- Opening Delimiter -

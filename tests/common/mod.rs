//! Shared fakes for bootstrap integration tests.

#![allow(dead_code)]

use std::pin::Pin;
use std::sync::{Arc, Mutex};
use std::task::{Context, Poll};

use futures_util::future::BoxFuture;
use futures_util::FutureExt;
use tokio::io::AsyncWrite;
use tokio::sync::Barrier;

use explorer_bootstrap::capability::{Artifact, ArtifactModule, CapabilityModule, Chart};
use explorer_bootstrap::error::{BootstrapError, BootstrapResult};
use explorer_bootstrap::lifecycle::{Bootstrap, Environment};
use explorer_bootstrap::loader::{BundledStrategy, StandaloneStrategy};
use explorer_bootstrap::orchestration::{Configured, Orchestration, OrchestrationModule};

/// Ordered record of everything the fakes did.
#[derive(Clone, Default)]
pub struct EventLog(Arc<Mutex<Vec<String>>>);

impl EventLog {
    pub fn new() -> Self {
        Self::default()
    }

    pub fn push(&self, event: impl Into<String>) {
        self.0.lock().unwrap().push(event.into());
    }

    pub fn events(&self) -> Vec<String> {
        self.0.lock().unwrap().clone()
    }

    pub fn position(&self, event: &str) -> Option<usize> {
        self.events().iter().position(|e| e == event)
    }

    pub fn contains(&self, event: &str) -> bool {
        self.position(event).is_some()
    }

    /// True if any event starts with `prefix`.
    pub fn touched(&self, prefix: &str) -> bool {
        self.events().iter().any(|e| e.starts_with(prefix))
    }
}

/// How a fake acquisition behaves.
#[derive(Clone, Default)]
pub struct Behavior {
    pub fail: bool,
    pub hang: bool,
    pub barrier: Option<Arc<Barrier>>,
}

impl Behavior {
    pub fn ok() -> Self {
        Self::default()
    }

    pub fn failing() -> Self {
        Self {
            fail: true,
            ..Self::default()
        }
    }

    pub fn hanging() -> Self {
        Self {
            hang: true,
            ..Self::default()
        }
    }

    pub fn meeting(barrier: &Arc<Barrier>) -> Self {
        Self {
            barrier: Some(barrier.clone()),
            ..Self::default()
        }
    }

    async fn run(&self) -> bool {
        if let Some(barrier) = &self.barrier {
            barrier.wait().await;
        }
        if self.hang {
            std::future::pending::<()>().await;
        }
        !self.fail
    }
}

fn identity_chart() -> Chart {
    Chart::new(|(x, y)| Some((f64::from(x), f64::from(y))))
}

pub struct FakeCapability {
    pub tag: &'static str,
    pub log: EventLog,
    pub behavior: Behavior,
}

impl CapabilityModule for FakeCapability {
    fn load(self) -> BoxFuture<'static, BootstrapResult<Chart>> {
        async move {
            self.log.push(format!("{}:capability:start", self.tag));
            if !self.behavior.run().await {
                return Err(BootstrapError::CapabilityLoad(format!("{} capability", self.tag)));
            }
            self.log.push(format!("{}:capability:done", self.tag));
            Ok(identity_chart())
        }
        .boxed()
    }
}

pub struct FakeArtifact {
    pub log: EventLog,
    pub behavior: Behavior,
    pub init_fails: bool,
}

impl ArtifactModule for FakeArtifact {
    fn load(self) -> BoxFuture<'static, BootstrapResult<Artifact>> {
        async move {
            self.log.push("standalone:artifact:start");
            if !self.behavior.run().await {
                return Err(BootstrapError::CapabilityLoad("artifact".into()));
            }
            self.log.push("standalone:artifact:done");

            let log = self.log.clone();
            let init_fails = self.init_fails;
            Ok(Artifact::new(
                identity_chart(),
                Box::new(move || {
                    async move {
                        tokio::task::yield_now().await;
                        if init_fails {
                            log.push("standalone:init:failed");
                            return Err(BootstrapError::ArtifactInit("init".into()));
                        }
                        log.push("standalone:init");
                        Ok(())
                    }
                    .boxed()
                }),
            ))
        }
        .boxed()
    }
}

pub struct FakeOrchestrationModule {
    pub tag: &'static str,
    pub log: EventLog,
    pub behavior: Behavior,
    pub setup_fails: bool,
}

impl OrchestrationModule for FakeOrchestrationModule {
    type Orchestration = FakeOrchestration;

    fn load(self) -> BoxFuture<'static, BootstrapResult<FakeOrchestration>> {
        async move {
            self.log.push(format!("{}:orchestration:start", self.tag));
            if !self.behavior.run().await {
                return Err(BootstrapError::OrchestrationLoad(format!(
                    "{} orchestration",
                    self.tag
                )));
            }
            self.log.push(format!("{}:orchestration:done", self.tag));
            Ok(FakeOrchestration {
                tag: self.tag,
                log: self.log,
                setup_fails: self.setup_fails,
            })
        }
        .boxed()
    }
}

pub struct FakeOrchestration {
    tag: &'static str,
    log: EventLog,
    setup_fails: bool,
}

impl Orchestration for FakeOrchestration {
    type Configured = FakeApp;

    fn setup(self, chart: Chart) -> BootstrapResult<FakeApp> {
        if self.setup_fails {
            self.log.push(format!("{}:setup:failed", self.tag));
            return Err(BootstrapError::Setup("rejected chart".into()));
        }
        self.log.push(format!("{}:setup", self.tag));
        Ok(FakeApp {
            tag: self.tag,
            log: self.log,
            chart,
        })
    }
}

pub struct FakeApp {
    tag: &'static str,
    log: EventLog,
    chart: Chart,
}

impl Configured for FakeApp {
    fn main(self) -> BoxFuture<'static, BootstrapResult<()>> {
        async move {
            assert!(self.chart.coord(1, 1).is_some());
            self.log.push(format!("{}:main", self.tag));
            Ok(())
        }
        .boxed()
    }
}

/// Writer whose contents stay readable after it is moved into a module.
#[derive(Clone, Default)]
pub struct SharedBuf(Arc<Mutex<Vec<u8>>>);

impl SharedBuf {
    pub fn contents(&self) -> String {
        String::from_utf8(self.0.lock().unwrap().clone()).unwrap()
    }
}

impl AsyncWrite for SharedBuf {
    fn poll_write(
        self: Pin<&mut Self>,
        _cx: &mut Context<'_>,
        buf: &[u8],
    ) -> Poll<std::io::Result<usize>> {
        self.0.lock().unwrap().extend_from_slice(buf);
        Poll::Ready(Ok(buf.len()))
    }

    fn poll_flush(self: Pin<&mut Self>, _cx: &mut Context<'_>) -> Poll<std::io::Result<()>> {
        Poll::Ready(Ok(()))
    }

    fn poll_shutdown(self: Pin<&mut Self>, _cx: &mut Context<'_>) -> Poll<std::io::Result<()>> {
        Poll::Ready(Ok(()))
    }
}

pub type FakeBootstrap = Bootstrap<
    BundledStrategy<FakeCapability, FakeOrchestrationModule>,
    StandaloneStrategy<FakeArtifact, FakeOrchestrationModule>,
>;

/// Knobs for every collaborator of a fake bootstrap.
#[derive(Clone, Default)]
pub struct Fixture {
    pub log: EventLog,
    pub capability: Behavior,
    pub artifact: Behavior,
    pub orchestration: Behavior,
    pub init_fails: bool,
    pub setup_fails: bool,
}

impl Fixture {
    pub fn new() -> Self {
        Self::default()
    }

    pub fn bootstrap(&self, environment: Environment) -> FakeBootstrap {
        let (bundled, standalone) = self.strategies();
        Bootstrap::new(environment, bundled, standalone)
    }

    /// Bootstrap whose environment comes from the process, as in production.
    pub fn detected_bootstrap(&self) -> FakeBootstrap {
        let (bundled, standalone) = self.strategies();
        Bootstrap::detect(bundled, standalone)
    }

    fn strategies(
        &self,
    ) -> (
        BundledStrategy<FakeCapability, FakeOrchestrationModule>,
        StandaloneStrategy<FakeArtifact, FakeOrchestrationModule>,
    ) {
        let bundled = BundledStrategy::new(
            FakeCapability {
                tag: "bundled",
                log: self.log.clone(),
                behavior: self.capability.clone(),
            },
            FakeOrchestrationModule {
                tag: "bundled",
                log: self.log.clone(),
                behavior: self.orchestration.clone(),
                setup_fails: self.setup_fails,
            },
        );
        let standalone = StandaloneStrategy::new(
            FakeArtifact {
                log: self.log.clone(),
                behavior: self.artifact.clone(),
                init_fails: self.init_fails,
            },
            FakeOrchestrationModule {
                tag: "standalone",
                log: self.log.clone(),
                behavior: self.orchestration.clone(),
                setup_fails: self.setup_fails,
            },
        );
        (bundled, standalone)
    }
}
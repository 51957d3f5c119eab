//! Host environment classification.

use serde::{Deserialize, Serialize};
use std::fmt;

/// Process variable set by the build tooling when it manages the module set.
pub const BUNDLE_DESCRIPTOR_VAR: &str = "EXPLORER_BUNDLE";

/// The host runtime the bootstrap is running in.
#[derive(Debug, Clone, Copy, PartialEq, Eq, Serialize, Deserialize)]
#[serde(rename_all = "lowercase")]
pub enum Environment {
    /// Modules were assembled ahead of time by the build tool.
    Bundled,
    /// A compiled artifact is loaded and instantiated at runtime.
    Standalone,
}

impl Environment {
    /// Classify the current process.
    pub fn detect() -> Self {
        Self::classify(std::env::var_os(BUNDLE_DESCRIPTOR_VAR).is_some())
    }

    pub fn classify(bundle_descriptor_present: bool) -> Self {
        if bundle_descriptor_present {
            Environment::Bundled
        } else {
            Environment::Standalone
        }
    }
}

impl fmt::Display for Environment {
    fn fmt(&self, f: &mut fmt::Formatter<'_>) -> fmt::Result {
        match self {
            Environment::Bundled => write!(f, "bundled"),
            Environment::Standalone => write!(f, "standalone"),
        }
    }
}
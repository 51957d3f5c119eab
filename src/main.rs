//! Explorer bootstrap (v1)
//!
//! Starts the chart explorer in whichever host environment it finds itself.
//!
//! # Architecture Overview
//!
//! ```text
//!                 ┌──────────────────────────────────────────────────────┐
//!                 │                     BOOTSTRAP                         │
//!                 │                                                       │
//!   EXPLORER_     │  ┌─────────────┐     bundled    ┌──────────────────┐  │
//!   BUNDLE ───────┼─▶│ environment │───────────────▶│ BundledStrategy  │──┼──┐
//!   (or config)   │  │  detection  │                │ chart ∥ console  │  │  │
//!                 │  └─────────────┘   standalone   └──────────────────┘  │  │
//!                 │         │                       ┌──────────────────┐  │  │
//!                 │         └──────────────────────▶│StandaloneStrategy│──┼──┤
//!                 │                                 │artifact ∥ console│  │  │
//!                 │                                 │  → init()        │  │  │
//!                 │                                 └──────────────────┘  │  │
//!                 │                                                       │  │
//!                 │      ┌───────────────┐        ┌───────────────┐       │  │
//!   stdout ◀──────┼──────│    main()     │◀───────│  setup(Chart) │◀──────┼──┘
//!                 │      └───────────────┘        └───────────────┘       │
//!                 └──────────────────────────────────────────────────────┘
//! ```

use std::path::PathBuf;

use clap::Parser;
use tokio::io::{self, BufReader};

use explorer_bootstrap::capability::{ArtifactFile, BundledChartModule};
use explorer_bootstrap::config::{resolve_config, ConfigOverrides, EnvironmentSetting};
use explorer_bootstrap::lifecycle::Bootstrap;
use explorer_bootstrap::loader::{BundledStrategy, StandaloneStrategy};
use explorer_bootstrap::observability::init_logging;
use explorer_bootstrap::orchestration::ConsoleModule;

#[derive(Parser)]
#[command(name = "explorer-bootstrap")]
#[command(about = "Loads the chart explorer for the current host environment", long_about = None)]
struct Cli {
    /// TOML configuration file.
    #[arg(short, long)]
    config: Option<PathBuf>,

    /// Override the environment selection.
    #[arg(short, long, value_enum)]
    environment: Option<EnvironmentSetting>,

    /// Override the standalone artifact path.
    #[arg(short, long)]
    artifact: Option<String>,
}

#[tokio::main]
async fn main() -> Result<(), Box<dyn std::error::Error>> {
    let cli = Cli::parse();

    let config = resolve_config(
        cli.config.as_deref(),
        ConfigOverrides {
            environment: cli.environment,
            artifact: cli.artifact,
        },
    )?;

    init_logging(&config.logging);

    tracing::info!("explorer-bootstrap v{} starting", env!("CARGO_PKG_VERSION"));

    tracing::info!(
        environment = ?config.environment,
        artifact = %config.artifact.path,
        width = config.chart.width,
        height = config.chart.height,
        "Configuration loaded"
    );

    let bundled = BundledStrategy::new(
        BundledChartModule::new(config.chart.clone()),
        ConsoleModule::new(BufReader::new(io::stdin()), io::stdout()),
    );
    let standalone = StandaloneStrategy::new(
        ArtifactFile::new(&config.artifact.path, config.chart.clone()),
        ConsoleModule::new(BufReader::new(io::stdin()), io::stdout()),
    );

    Bootstrap::new(config.environment.resolve(), bundled, standalone)
        .init()
        .await?;

    tracing::info!("Shutdown complete");
    Ok(())
}
//! Loader for the standalone binary-loading environment.

use futures_util::future::BoxFuture;

use crate::capability::ArtifactModule;
use crate::error::BootstrapResult;
use crate::lifecycle::Environment;
use crate::loader::{LoadStrategy, Loaded};
use crate::orchestration::OrchestrationModule;

/// Loads a binary artifact alongside the orchestration module, then runs the
/// artifact's init entry point.
#[derive(Debug)]
pub struct StandaloneStrategy<A, M> {
    artifact: A,
    orchestration: M,
}

impl<A, M> StandaloneStrategy<A, M> {
    pub fn new(artifact: A, orchestration: M) -> Self {
        Self {
            artifact,
            orchestration,
        }
    }
}

impl<A, M> LoadStrategy for StandaloneStrategy<A, M>
where
    A: ArtifactModule,
    M: OrchestrationModule,
{
    type Orchestration = M::Orchestration;

    const ENVIRONMENT: Environment = Environment::Standalone;

    fn load(self) -> BoxFuture<'static, BootstrapResult<Loaded<Self::Orchestration>>> {
        Box::pin(async move {
            let (artifact, orchestration) =
                tokio::try_join!(self.artifact.load(), self.orchestration.load())?;
            tracing::debug!("Standalone modules loaded, instantiating artifact");

            let chart = artifact.instantiate().await?;
            Ok(Loaded {
                chart,
                orchestration,
            })
        })
    }
}
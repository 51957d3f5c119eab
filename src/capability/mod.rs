//! Computational capability modules.
//!
//! # Data Flow
//! ```text
//! Bundled variant (bundled.rs):
//!     load() → Chart (usable immediately)
//!
//! Standalone variant (artifact.rs):
//!     load() → Artifact { Chart, init }
//!     → instantiate(): await init → Chart
//! ```
//!
//! # Design Decisions
//! - Both variants hand out the same opaque `Chart` handle
//! - The standalone `Chart` stays sealed inside `Artifact` until init completes
//! - Loading consumes the module: each module is loaded at most once

pub mod artifact;
pub mod bundled;
pub mod chart;

use futures_util::future::BoxFuture;

use crate::error::BootstrapResult;

pub use artifact::ArtifactFile;
pub use bundled::BundledChartModule;
pub use chart::{AxisRange, Chart, ChartFrame, Point};

/// Bundled computational module: the `Chart` is available once loading resolves.
pub trait CapabilityModule: Send + 'static {
    fn load(self) -> BoxFuture<'static, BootstrapResult<Chart>>;
}

/// Standalone computational module: loading yields an artifact that must be
/// instantiated before its `Chart` can be used.
pub trait ArtifactModule: Send + 'static {
    fn load(self) -> BoxFuture<'static, BootstrapResult<Artifact>>;
}

/// Deferred initialization of a loaded binary artifact.
pub type InitEntry = Box<dyn FnOnce() -> BoxFuture<'static, BootstrapResult<()>> + Send>;

/// A loaded but not yet initialized standalone module.
pub struct Artifact {
    chart: Chart,
    init: InitEntry,
}

impl Artifact {
    pub fn new(chart: Chart, init: InitEntry) -> Self {
        Self { chart, init }
    }

    /// Run the init entry point and release the `Chart` once it completes.
    pub async fn instantiate(self) -> BootstrapResult<Chart> {
        (self.init)().await?;
        Ok(self.chart)
    }
}

impl std::fmt::Debug for Artifact {
    fn fmt(&self, f: &mut std::fmt::Formatter<'_>) -> std::fmt::Result {
        f.debug_struct("Artifact")
            .field("chart", &self.chart)
            .finish_non_exhaustive()
    }
}
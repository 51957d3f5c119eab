//! Explorer bootstrap library.
//!
//! Selects the module set for the host environment, loads the `Chart`
//! capability together with its orchestration module, and runs the
//! two-phase `setup` / `main` handoff.

pub mod capability;
pub mod config;
pub mod error;
pub mod lifecycle;
pub mod loader;
pub mod observability;
pub mod orchestration;

pub use capability::{Chart, Point};
pub use config::ExplorerConfig;
pub use error::{BootstrapError, BootstrapResult};
pub use lifecycle::{Bootstrap, Environment};
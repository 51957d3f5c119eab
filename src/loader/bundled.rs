//! Loader for the bundler-managed environment.

use futures_util::future::BoxFuture;

use crate::capability::CapabilityModule;
use crate::error::BootstrapResult;
use crate::lifecycle::Environment;
use crate::loader::{LoadStrategy, Loaded};
use crate::orchestration::OrchestrationModule;

/// Loads a pre-bundled capability alongside the orchestration module.
#[derive(Debug)]
pub struct BundledStrategy<C, M> {
    capability: C,
    orchestration: M,
}

impl<C, M> BundledStrategy<C, M> {
    pub fn new(capability: C, orchestration: M) -> Self {
        Self {
            capability,
            orchestration,
        }
    }
}

impl<C, M> LoadStrategy for BundledStrategy<C, M>
where
    C: CapabilityModule,
    M: OrchestrationModule,
{
    type Orchestration = M::Orchestration;

    const ENVIRONMENT: Environment = Environment::Bundled;

    fn load(self) -> BoxFuture<'static, BootstrapResult<Loaded<Self::Orchestration>>> {
        Box::pin(async move {
            let (chart, orchestration) =
                tokio::try_join!(self.capability.load(), self.orchestration.load())?;
            tracing::debug!("Bundled modules loaded");
            Ok(Loaded {
                chart,
                orchestration,
            })
        })
    }
}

- Closing Delimiter -

• [Task brief]:
Check each line of the listing above. Copy the ones with the word "CapabilityLoad".

• [Task output]:
                return Err(BootstrapError::CapabilityLoad(format!("{} capability", self.tag)));
                return Err(BootstrapError::CapabilityLoad("artifact".into()));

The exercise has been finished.